Type 13 is the self-billed mirror of a debit note. The buyer (who issued the original self-billed invoice) issues a debit note to themselves, increasing what's owed to the supplier. Useful when the original self-billed amount was too low — late-arriving line items, FX adjustments, or contract clauses that trigger after the fact.
Four common scenarios.
- 01Tax agent adding fees to a previously-self-billed client invoice (e.g. late submission penalty).
- 02Procurement team paying a supplier more for additional work beyond the original self-billed scope.
- 03Logistics buyer adding accessorial charges (detention, demurrage) to a metered-service self-bill.
- 04Co-operative settling a member's higher-than-estimated patronage dividend.
What this document type carries that a generic invoice doesn't.
- Original self-billed invoice reference — UUID of the parent type-11 document.
- Party-flip preserved — buyer is the issuer, supplier receives the additional credit.

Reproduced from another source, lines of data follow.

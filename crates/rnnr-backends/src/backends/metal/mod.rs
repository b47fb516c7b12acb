//! Metal backend for Apple GPUs
//!
//! Buffers use shared storage so host transfers are plain copies through
//! `contents()`. Each kernel key gets its own library and compute pipeline.
//! A dispatch encodes `global / local` threadgroups of `local` threads,
//! commits, and waits for completion.
//!
//! ```text
//! MetalBackend
//! ├── Device / CommandQueue   - created by setup()
//! ├── buffers                 - handle id -> MTLBuffer (shared storage)
//! └── pipelines               - handle id -> MTLComputePipelineState
//! ```
//!
//! On other targets [`MetalBackend::new`] reports the backend as unsupported.

#[cfg(target_vendor = "apple")]
use std::collections::HashMap;
#[cfg(target_vendor = "apple")]
use std::time::Instant;

#[cfg(target_vendor = "apple")]
use metal::{
    Buffer as MetalBuffer, CommandQueue, CompileOptions, ComputePipelineState, Device, MTLCommandBufferStatus,
    MTLResourceOptions, MTLSize,
};
#[cfg(target_vendor = "apple")]
use rnnr_tracing::performance::{record_dispatch, record_transfer};

#[cfg(target_vendor = "apple")]
use crate::backend::{Backend, BufferHandle, KernelHandle, LaunchConfig};
use crate::error::{BackendError, Result};

#[cfg(target_vendor = "apple")]
struct MetalState {
    device: Device,
    queue: CommandQueue,
}

#[cfg(target_vendor = "apple")]
struct MetalKernel {
    name: String,
    pipeline: ComputePipelineState,
}

/// Metal backend using the system default device
#[cfg(target_vendor = "apple")]
pub struct MetalBackend {
    state: Option<MetalState>,
    buffers: HashMap<u64, MetalBuffer>,
    kernels: Vec<MetalKernel>,
    next_buffer_id: u64,
}

#[cfg(target_vendor = "apple")]
impl MetalBackend {
    /// Create an unconfigured backend; the device is acquired in `setup`.
    pub fn new() -> Result<Self> {
        Ok(Self {
            state: None,
            buffers: HashMap::new(),
            kernels: Vec::new(),
            next_buffer_id: 1,
        })
    }

    pub fn is_available() -> bool {
        Device::system_default().is_some()
    }

    fn state(&self) -> Result<&MetalState> {
        self.state.as_ref().ok_or(BackendError::NotInitialized("metal"))
    }

    fn buffer(&self, handle: BufferHandle) -> Result<&MetalBuffer> {
        self.buffers
            .get(&handle.id())
            .ok_or(BackendError::InvalidBufferHandle(handle.id()))
    }

    fn kernel(&self, handle: KernelHandle) -> Result<&MetalKernel> {
        handle
            .id()
            .checked_sub(1)
            .and_then(|index| self.kernels.get(index as usize))
            .ok_or(BackendError::InvalidKernelHandle(handle.id()))
    }
}

#[cfg(target_vendor = "apple")]
impl Backend for MetalBackend {
    fn name(&self) -> &'static str {
        "metal"
    }

    #[tracing::instrument(skip(self))]
    fn setup(&mut self) -> Result<()> {
        if self.state.is_some() {
            return Err(BackendError::AlreadyInitialized(self.name()));
        }
        let device =
            Device::system_default().ok_or_else(|| BackendError::NoDevice("no system default Metal device".into()))?;
        let queue = device.new_command_queue();
        tracing::info!(device = device.name(), "metal_backend_ready");
        self.state = Some(MetalState { device, queue });
        Ok(())
    }

    fn create_kernel(&mut self, name: &str, source: &str) -> Result<KernelHandle> {
        let state = self.state()?;
        let library = state
            .device
            .new_library_with_source(source, &CompileOptions::new())
            .map_err(|diagnostic| BackendError::compile_error(name, diagnostic))?;
        let function = library
            .get_function(name, None)
            .map_err(|diagnostic| BackendError::compile_error(name, diagnostic))?;
        let pipeline = state
            .device
            .new_compute_pipeline_state_with_function(&function)
            .map_err(|diagnostic| BackendError::compile_error(name, diagnostic))?;

        self.kernels.push(MetalKernel {
            name: name.to_string(),
            pipeline,
        });
        Ok(KernelHandle::new(self.kernels.len() as u64))
    }

    fn create_buffer(&mut self, byte_size: usize, _writable: bool) -> Result<BufferHandle> {
        let state = self.state()?;
        let buffer = state
            .device
            .new_buffer(byte_size as u64, MTLResourceOptions::StorageModeShared);
        if buffer.contents().is_null() && byte_size > 0 {
            return Err(BackendError::allocation_failed(byte_size, "shared buffer has no host mapping"));
        }

        let handle = BufferHandle::new(self.next_buffer_id);
        self.next_buffer_id += 1;
        self.buffers.insert(handle.id(), buffer);
        Ok(handle)
    }

    fn write_buffer(&mut self, buffer: BufferHandle, data: &[f32]) -> Result<()> {
        self.state()?;
        let target = self.buffer(buffer)?;
        let byte_len = std::mem::size_of_val(data);
        if byte_len as u64 > target.length() {
            return Err(BackendError::transfer_failed(
                buffer,
                format!("{byte_len} bytes exceed buffer size {}", target.length()),
            ));
        }

        let start = Instant::now();
        // SAFETY: shared-storage contents are host visible, f32-aligned and at least `byte_len` long.
        unsafe {
            std::ptr::copy_nonoverlapping(data.as_ptr(), target.contents() as *mut f32, data.len());
        }
        record_transfer(byte_len, "H2D", start.elapsed().as_micros() as u64);
        Ok(())
    }

    fn read_buffer(&mut self, buffer: BufferHandle, out: &mut [f32]) -> Result<()> {
        self.state()?;
        let source = self.buffer(buffer)?;
        let byte_len = std::mem::size_of_val(out);
        if byte_len as u64 > source.length() {
            return Err(BackendError::transfer_failed(
                buffer,
                format!("{byte_len} bytes exceed buffer size {}", source.length()),
            ));
        }

        let start = Instant::now();
        // SAFETY: see `write_buffer`; the copy stays within the allocation.
        unsafe {
            std::ptr::copy_nonoverlapping(source.contents() as *const f32, out.as_mut_ptr(), out.len());
        }
        record_transfer(byte_len, "D2H", start.elapsed().as_micros() as u64);
        Ok(())
    }

    fn buffer_size(&self, buffer: BufferHandle) -> Result<usize> {
        self.state()?;
        Ok(self.buffer(buffer)?.length() as usize)
    }

    fn run_kernel(&mut self, kernel: KernelHandle, launch: &LaunchConfig, args: &[BufferHandle]) -> Result<()> {
        let state = self.state()?;
        let compiled = self.kernel(kernel)?;
        launch
            .validate()
            .map_err(|err| BackendError::dispatch_failed(&compiled.name, err))?;

        let threads_per_group = launch.local.total();
        let max_threads = compiled.pipeline.max_total_threads_per_threadgroup();
        if threads_per_group > max_threads {
            return Err(BackendError::dispatch_failed(
                &compiled.name,
                format!("{threads_per_group} threads per group exceed pipeline limit {max_threads}"),
            ));
        }

        let bound = args
            .iter()
            .enumerate()
            .map(|(index, handle)| {
                self.buffer(*handle)
                    .map_err(|err| BackendError::arg_binding_failed(&compiled.name, index, err))
            })
            .collect::<Result<Vec<_>>>()?;

        let start = Instant::now();
        let command_buffer = state.queue.new_command_buffer();
        let encoder = command_buffer.new_compute_command_encoder();
        encoder.set_compute_pipeline_state(&compiled.pipeline);
        for (index, buffer) in bound.into_iter().enumerate() {
            encoder.set_buffer(index as u64, Some(buffer), 0);
        }

        let groups = launch.groups();
        encoder.dispatch_thread_groups(
            MTLSize::new(groups.x, groups.y, groups.z),
            MTLSize::new(launch.local.x, launch.local.y, launch.local.z),
        );
        encoder.end_encoding();
        command_buffer.commit();
        command_buffer.wait_until_completed();

        if matches!(command_buffer.status(), MTLCommandBufferStatus::Error) {
            return Err(BackendError::dispatch_failed(&compiled.name, "command buffer completed with an error"));
        }
        record_dispatch(
            &compiled.name,
            launch.total_work_items(),
            start.elapsed().as_micros() as u64,
        );
        Ok(())
    }

    fn as_any(&self) -> &dyn std::any::Any {
        self
    }

    fn as_any_mut(&mut self) -> &mut dyn std::any::Any {
        self
    }
}

#[cfg(not(target_vendor = "apple"))]
pub struct MetalBackend;

#[cfg(not(target_vendor = "apple"))]
impl MetalBackend {
    pub fn new() -> Result<Self> {
        Err(BackendError::UnsupportedOperation(
            "Metal backend is only available on Apple targets".into(),
        ))
    }

    pub fn is_available() -> bool {
        false
    }
}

- Supplier MSIC code required.
- Reason code from LHDN's structured list, positive-sign amounts.
Same pipeline as every other type.
Identical pipeline to type 12, with the sign convention flipped (additive rather than reducing). The bridge's CSV parser accepts the self-billed-debit subset; the dashboard's manual entry surfaces the same dropdown for reason codes; the audit log entry stamps both the buyer (issuer) and the supplier (affected party).